Part B vividly illustrates that the few dozen wildcat wells drilled on structures in the region of Garfield and Kane counties, Utah., missed oil accumulations in the Permian section as well as potentially prolific Mississippian and Devonian reservoirs where similar hydrodynamic conditions exist. Part B also indicates water flow directions from recharge areas supported by sparse drillstem test data used to calculate hydrostatic head in Carboniferous rocks (from Teller et al., 1986).

FUTURE EXPLORATION

Prediction of subsurface water flow and the direction and relocation of oil columns will greatly enhance the return from exploratory drilling on the Colorado Plateau. There appears to be great potential for missed petroleum reservoirs sited on structural flanks that are not breached into Permian.

Additional targets lie on structures that contain seal sequences that impeded vertical migration of hydrocarbons to the present day surface. The largest structure in the Colorado Plateau that has not leaked and covered itself with bituminous sandstone is the Kaibab uplift in Kane County, Utah, and Coconino County, Ariz.

It is of further importance to note that current research being conducted on the Precambrian Chuar group could be on the road to identifying the source for the prodigious volumes of relic oil seen on Colorado Plateau structures in Utah.

It would appear that vertical migration from the hundreds of meters of laminated mudstones in the Proterozoic Chuar group (as mapped by Rauzi, 1990) could be a source rock of the proper richness and volume to charge these massive structures with petroleum that was later relocated or breached in recent time.

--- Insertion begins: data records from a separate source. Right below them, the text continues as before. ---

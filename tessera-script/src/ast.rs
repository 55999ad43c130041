//! Syntax tree for handler snippets
//!
//! The tree is produced once per distinct snippet text and shared by every
//! execution of that text, so nodes that closures need to outlive a single
//! run (arrow function bodies) are reference-counted.

use crate::error::Span;
use std::rc::Rc;

/// Binary operators
#[derive(Debug, Clone, Copy, PartialEq, Eq)]
pub enum BinOp {
    Add,
    Sub,
    Mul,
    Div,
    Rem,
    /// `==`
    Eq,
    /// `!=`
    Ne,
    /// `===`
    StrictEq,
    /// `!==`
    StrictNe,
    Lt,
    Le,
    Gt,
    Ge,
}

/// Short-circuiting operators
#[derive(Debug, Clone, Copy, PartialEq, Eq)]
pub enum LogicalOp {
    And,
    Or,
    Coalesce,
}

/// Unary operators
#[derive(Debug, Clone, Copy, PartialEq, Eq)]
pub enum UnOp {
    Neg,
    Plus,
    Not,
    Typeof,
}

/// Compound assignment operators; `Assign` is plain `=`
#[derive(Debug, Clone, Copy, PartialEq, Eq)]
pub enum AssignOp {
    Assign,
    Add,
    Sub,
    Mul,
    Div,
}

impl AssignOp {
    pub fn binary(self) -> Option<BinOp> {
        match self {
            AssignOp::Assign => None,
            AssignOp::Add => Some(BinOp::Add),
            AssignOp::Sub => Some(BinOp::Sub),
            AssignOp::Mul => Some(BinOp::Mul),
            AssignOp::Div => Some(BinOp::Div),
        }
    }
}

/// A piece of a template string
#[derive(Debug, Clone, PartialEq)]
pub enum TemplatePart {
    Text(String),
    Expr(Expr),
}

/// Object literal property
#[derive(Debug, Clone, PartialEq)]
pub struct Property {
    pub key: String,
    pub value: Expr,
}

/// Arrow function definition, shared by every closure created from it
#[derive(Debug, Clone, PartialEq)]
pub struct ArrowFunction {
    pub params: Vec<String>,
    pub body: ArrowBody,
    pub span: Span,
}

#[derive(Debug, Clone, PartialEq)]
pub enum ArrowBody {
    Expr(Expr),
    Block(Vec<Stmt>),
}

/// Expressions
#[derive(Debug, Clone, PartialEq)]
pub enum Expr {
    Number(f64, Span),
    String(String, Span),
    Template(Vec<TemplatePart>, Span),
    Bool(bool, Span),
    Null(Span),
    Undefined(Span),
    Ident(String, Span),
    Array(Vec<Expr>, Span),
    Object(Vec<Property>, Span),
    Unary(UnOp, Box<Expr>, Span),
    Binary(Box<Expr>, BinOp, Box<Expr>, Span),
    Logical(Box<Expr>, LogicalOp, Box<Expr>, Span),
    Conditional(Box<Expr>, Box<Expr>, Box<Expr>, Span),
    /// `object.name`, `optional` for `?.`
    Member {
        object: Box<Expr>,
        property: String,
        optional: bool,
        span: Span,
    },
    Index(Box<Expr>, Box<Expr>, Span),
    Call(Box<Expr>, Vec<Expr>, Span),
    Assign(Box<Expr>, AssignOp, Box<Expr>, Span),
    /// `++x` / `x--`; `delta` is +1 or -1
    Update {
        target: Box<Expr>,
        delta: f64,
        prefix: bool,
        span: Span,
    },
    Arrow(Rc<ArrowFunction>),
    Await(Box<Expr>, Span),
}

impl Expr {
    pub fn span(&self) -> Span {
        match self {
            Expr::Number(_, s)
            | Expr::String(_, s)
            | Expr::Template(_, s)
            | Expr::Bool(_, s)
            | Expr::Null(s)
            | Expr::Undefined(s)
            | Expr::Ident(_, s)
            | Expr::Array(_, s)
            | Expr::Object(_, s)
            | Expr::Unary(_, _, s)
            | Expr::Binary(_, _, _, s)
            | Expr::Logical(_, _, _, s)
            | Expr::Conditional(_, _, _, s)
            | Expr::Index(_, _, s)
            | Expr::Call(_, _, s)
            | Expr::Assign(_, _, _, s)
            | Expr::Await(_, s) => *s,
            Expr::Member { span, .. } | Expr::Update { span, .. } => *span,
            Expr::Arrow(f) => f.span,
        }
    }

    /// Whether this expression may appear on the left of `=`
    pub fn is_assignable(&self) -> bool {
        matches!(self, Expr::Ident(..) | Expr::Member { .. } | Expr::Index(..))
    }
}

#[derive(Debug, Clone, Copy, PartialEq, Eq)]
pub enum DeclKind {
    Let,
    Const,
    Var,
}

/// Statements
#[derive(Debug, Clone, PartialEq)]
pub enum Stmt {
    Decl {
        kind: DeclKind,
        name: String,
        init: Option<Expr>,
        span: Span,
    },
    Expr(Expr),
    If {
        cond: Expr,
        then_branch: Box<Stmt>,
        else_branch: Option<Box<Stmt>>,
        span: Span,
    },
    While {
        cond: Expr,
        body: Box<Stmt>,
        span: Span,
    },
    For {
        init: Option<Box<Stmt>>,
        cond: Option<Expr>,
        update: Option<Expr>,
        body: Box<Stmt>,
        span: Span,
    },
    ForOf {
        kind: DeclKind,
        name: String,
        iterable: Expr,
        body: Box<Stmt>,
        span: Span,
    },
    Block(Vec<Stmt>, Span),
    Return(Option<Expr>, Span),
    Break(Span),
    Continue(Span),
    Throw(Expr, Span),
    Try {
        body: Vec<Stmt>,
        param: Option<String>,
        handler: Option<Vec<Stmt>>,
        finalizer: Option<Vec<Stmt>>,
        span: Span,
    },
    Empty(Span),
}

impl Stmt {
    pub fn span(&self) -> Span {
        match self {
            Stmt::Decl { span, .. }
            | Stmt::If { span, .. }
            | Stmt::While { span, .. }
            | Stmt::For { span, .. }
            | Stmt::ForOf { span, .. }
            | Stmt::Try { span, .. } => *span,
            Stmt::Expr(e) => e.span(),
            Stmt::Block(_, s)
            | Stmt::Return(_, s)
            | Stmt::Break(s)
            | Stmt::Continue(s)
            | Stmt::Throw(_, s)
            | Stmt::Empty(s) => *s,
        }
    }
}

/// A parsed snippet
#[derive(Debug, Clone, PartialEq)]
pub struct Program {
    pub body: Vec<Stmt>,
    /// Set when the snippet is a single bare expression; its value is the
    /// snippet's result even without `return`
    pub implicit_value: bool,
    /// Whether the snippet contains an `await` outside nested functions
    pub has_await: bool,
}

/// Read-only traversal over a syntax tree
///
/// Static analyses implement the hooks they care about; `walk_*` drive the
/// recursion.
pub trait Visitor {
    fn enter_expr(&mut self, _expr: &Expr, _depth: usize) {}
    fn enter_stmt(&mut self, _stmt: &Stmt, _depth: usize) {}
}

pub fn walk_program<V: Visitor>(visitor: &mut V, program: &Program) {
    for stmt in &program.body {
        walk_stmt(visitor, stmt, 0);
    }
}

pub fn walk_stmt<V: Visitor>(visitor: &mut V, stmt: &Stmt, depth: usize) {
    visitor.enter_stmt(stmt, depth);
    let inner = depth + 1;
    match stmt {
        Stmt::Decl { init, .. } => {
            if let Some(init) = init {
                walk_expr(visitor, init, inner);
            }
        }
        Stmt::Expr(e) | Stmt::Throw(e, _) => walk_expr(visitor, e, inner),
        Stmt::Return(e, _) => {
            if let Some(e) = e {
                walk_expr(visitor, e, inner);
            }
        }
        Stmt::If {
            cond,
            then_branch,
            else_branch,
            ..
        } => {
            walk_expr(visitor, cond, inner);
            walk_stmt(visitor, then_branch, inner);
            if let Some(e) = else_branch {
                walk_stmt(visitor, e, inner);
            }
        }
        Stmt::While { cond, body, .. } => {
            walk_expr(visitor, cond, inner);
            walk_stmt(visitor, body, inner);
        }
        Stmt::For {
            init,
            cond,
            update,
            body,
            ..
        } => {
            if let Some(init) = init {
                walk_stmt(visitor, init, inner);
            }
            if let Some(cond) = cond {
                walk_expr(visitor, cond, inner);
            }
            if let Some(update) = update {
                walk_expr(visitor, update, inner);
            }
            walk_stmt(visitor, body, inner);
        }
        Stmt::ForOf { iterable, body, .. } => {
            walk_expr(visitor, iterable, inner);
            walk_stmt(visitor, body, inner);
        }
        Stmt::Block(stmts, _) => {
            for s in stmts {
                walk_stmt(visitor, s, inner);
            }
        }
        Stmt::Try {
            body,
            handler,
            finalizer,
            ..
        } => {
            for s in body
                .iter()
                .chain(handler.iter().flatten())
                .chain(finalizer.iter().flatten())
            {
                walk_stmt(visitor, s, inner);
            }
        }
        Stmt::Break(_) | Stmt::Continue(_) | Stmt::Empty(_) => {}
    }
}

pub fn walk_expr<V: Visitor>(visitor: &mut V, expr: &Expr, depth: usize) {
    visitor.enter_expr(expr, depth);
    let inner = depth + 1;
    match expr {
        Expr::Number(..)
        | Expr::String(..)
        | Expr::Bool(..)
        | Expr::Null(_)
        | Expr::Undefined(_)
        | Expr::Ident(..) => {}
        Expr::Template(parts, _) => {
            for part in parts {
                if let TemplatePart::Expr(e) = part {
                    walk_expr(visitor, e, inner);
                }
            }
        }
        Expr::Array(items, _) => {
            for item in items {
                walk_expr(visitor, item, inner);
            }
        }
        Expr::Object(props, _) => {
            for prop in props {
                walk_expr(visitor, &prop.value, inner);
            }
        }
        Expr::Unary(_, e, _) | Expr::Await(e, _) => walk_expr(visitor, e, inner),
        Expr::Binary(l, _, r, _) | Expr::Logical(l, _, r, _) | Expr::Assign(l, _, r, _) => {
            walk_expr(visitor, l, inner);
            walk_expr(visitor, r, inner);
        }
        Expr::Index(l, r, _) => {
            walk_expr(visitor, l, inner);
            walk_expr(visitor, r, inner);
        }
        Expr::Conditional(c, t, e, _) => {
            walk_expr(visitor, c, inner);
            walk_expr(visitor, t, inner);
            walk_expr(visitor, e, inner);
        }
        Expr::Member { object, .. } => walk_expr(visitor, object, inner),
        Expr::Call(callee, args, _) => {
            walk_expr(visitor, callee, inner);
            for arg in args {
                walk_expr(visitor, arg, inner);
            }
        }
        Expr::Update { target, .. } => walk_expr(visitor, target, inner),
        Expr::Arrow(f) => match &f.body {
            ArrowBody::Expr(e) => walk_expr(visitor, e, inner),
            ArrowBody::Block(stmts) => {
                for s in stmts {
                    walk_stmt(visitor, s, inner);
                }
            }
        },
    }
}
//! Simulation backend for non-interactive pre-render passes
//!
//! A snippet is checked statically before it runs: disallowed constructs,
//! complexity bounds and client-only constructs each reject it without
//! executing anything. It then runs against a surface where read operations
//! execute for real and every mutating operation is replaced by a recorder.

use futures::task::noop_waker_ref;
use std::cell::RefCell;
use std::future::Future;
use std::rc::Rc;
use std::task::{Context as TaskContext, Poll};
use std::time::{Duration, Instant};
use tessera_script::{
    classify, measure, validate, Classification, ComplexityLimits, Environment, ExecutionLimits,
    Metric, ScriptError, Value,
};
use tessera_types::SideEffect;

use crate::api::{ApiOperation, Dispatch, Origin};
use crate::config::SimulationConfig;
use crate::context::Context;
use crate::errors::HandlerError;
use crate::host::inert_result;
use crate::live::{HandlerRequest, LiveDispatch};

/// Dispatch that records mutations instead of performing them
#[derive(Debug, Default)]
pub struct RecordingDispatch {
    effects: RefCell<Vec<SideEffect>>,
}

impl RecordingDispatch {
    pub fn new() -> Self {
        Self::default()
    }

    pub fn effects(&self) -> Vec<SideEffect> {
        self.effects.borrow().clone()
    }

    pub fn take(&self) -> Vec<SideEffect> {
        std::mem::take(&mut *self.effects.borrow_mut())
    }
}

impl Dispatch for RecordingDispatch {
    fn dispatch(
        &self,
        ctx: &Context,
        origin: &Origin,
        operation: &'static ApiOperation,
        args: Vec<Value>,
    ) -> tessera_script::Result<Value> {
        if !operation.is_mutating() {
            return LiveDispatch.dispatch(ctx, origin, operation, args);
        }
        tracing::trace!(operation = operation.name, "Recording side effect");
        self.effects.borrow_mut().push(SideEffect::new(
            operation.name,
            args.iter().map(Value::to_json).collect(),
            origin.component.clone(),
            origin.scope,
        ));
        Ok(inert_result(operation))
    }
}

#[derive(Debug, Clone, PartialEq)]
pub struct SimulationOptions {
    pub limits: ComplexityLimits,
    pub timeout: Option<Duration>,
    /// Runs slower than this are logged
    pub slow_threshold: Duration,
}

impl Default for SimulationOptions {
    fn default() -> Self {
        Self::from_config(&SimulationConfig::default())
    }
}

impl SimulationOptions {
    pub fn from_config(config: &SimulationConfig) -> Self {
        Self {
            limits: config.limits,
            timeout: Some(Duration::from_millis(config.timeout_ms)),
            slow_threshold: Duration::from_millis(config.slow_threshold_ms),
        }
    }
}

/// What a simulated run produced; always returned, never an `Err`
#[derive(Debug)]
pub struct SimulationOutcome {
    pub value: Value,
    pub side_effects: Vec<SideEffect>,
    pub error: Option<HandlerError>,
    pub elapsed: Duration,
}

impl SimulationOutcome {
    fn rejected(error: HandlerError, started: Instant) -> Self {
        Self {
            value: Value::Undefined,
            side_effects: Vec::new(),
            error: Some(error),
            elapsed: started.elapsed(),
        }
    }

    pub fn is_ok(&self) -> bool {
        self.error.is_none()
    }
}

/// Check and run a handler without mutating anything
pub fn simulate(ctx: &Context, request: HandlerRequest, options: &SimulationOptions) -> SimulationOutcome {
    let started = Instant::now();
    if let Err(error) = ctx.ensure_live() {
        return SimulationOutcome::rejected(error, started);
    }

    // Oversized text is refused before the parser sees it.
    let limit = options.limits.max_source_bytes;
    if request.code.len() > limit {
        let error = HandlerError::ComplexityExceeded {
            metric: Metric::SourceBytes,
            actual: request.code.len(),
            limit,
        };
        tracing::debug!(error = %error, "Snippet rejected before compilation");
        return SimulationOutcome::rejected(error, started);
    }

    let unit = match ctx.units().compile(&request.code) {
        Ok(unit) => unit,
        Err(error) => return SimulationOutcome::rejected(error.into(), started),
    };
    let checked = validate(unit.program())
        .and_then(|()| measure(unit.program(), unit.text()).check(&options.limits));
    if let Err(error) = checked {
        tracing::debug!(error = %error, "Snippet rejected before simulation");
        return SimulationOutcome::rejected(error.into(), started);
    }
    if let Classification::ClientOnly { reason } = classify(unit.program()) {
        tracing::debug!(%reason, "Skipping client-only snippet");
        return SimulationOutcome::rejected(HandlerError::ClientOnly { reason }, started);
    }

    let recorder = Rc::new(RecordingDispatch::new());
    let env: Rc<dyn Environment> = Rc::new(request.resolver(ctx, recorder.clone()));
    let limits = ExecutionLimits {
        timeout: options.timeout,
    };
    let mut future = unit.execute(env, limits);
    let mut cx = TaskContext::from_waker(noop_waker_ref());
    let (value, error) = match future.as_mut().poll(&mut cx) {
        Poll::Ready(Ok(value)) => (value, None),
        Poll::Ready(Err(error)) => (Value::Undefined, Some(HandlerError::Execution(error))),
        Poll::Pending => (
            Value::Undefined,
            Some(HandlerError::Execution(ScriptError::host(
                "await",
                "handler suspended on an operation that cannot complete during simulation",
            ))),
        ),
    };
    drop(future);

    let elapsed = started.elapsed();
    if elapsed > options.slow_threshold {
        tracing::warn!(
            component = ?request.component,
            elapsed_ms = elapsed.as_millis() as u64,
            threshold_ms = options.slow_threshold.as_millis() as u64,
            "Slow simulated handler"
        );
    }

    SimulationOutcome {
        value,
        side_effects: recorder.take(),
        error,
        elapsed,
    }
}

Palacas et al. 1989 reported that 281 m of a member of the Chuar group averaged 3% total organic carbon content (7% peak) with genetic potential averaging 6,000 ppm (16,000 ppm peak) were within the oil generation window in the Grand Canyon of Arizona.

It is time to give the Colorado Plateau of Utah another long, hard look, past the minable bituminous sandstones and to learn and profit from Tenneco's experience at Upper Valley field by using a new concept derived from a new data set.

BIBLIOGRAPHY

Dahlberg, E.C., 1982, Applied Hydrodynamics in Petroleum Exploration: New York, Heidelberg, Berlin, Springer-Verlag, 161 p.

Irwin, C.D., 1976, Permian and Lower Triassic Reservoir Rocks of Central Utah, in J.G. Hill, ed., Symposium on Geology of the Cordilleran Hingeline: Rocky Mountain Association of Geologists, pp. 193-202.

LaFargue, E. and C. Barker, 1988, Effect of Water Washing on Crude Oil Compositions: AAPG Bull., Vol. 72, No. 3, pp. 263-276.

Palaces, J.G. and M.W. Reynolds, 1989, Preliminary Petroleum Source Rock Assessment of Upper Proterozoic Chuar Group, Grand Canyon, Ariz. (abs.): AAPG Bull., Vol. 73, No. 3, p. 397.

Rauzi, S.L., 1990, Distribution of Proterozoic Hydrocarbon Source Rock in Northern Arizona and Southern Utah: Phoenix, Arizona Oil & Gas Conservation Commission, 38 p.

Teller, R.W. and D.T. Chafin, 1986, Selected Drillstem Test Data for the Upper Colorado River Basin: Lakewood, USGS WRI Report 84-4146, 112 p.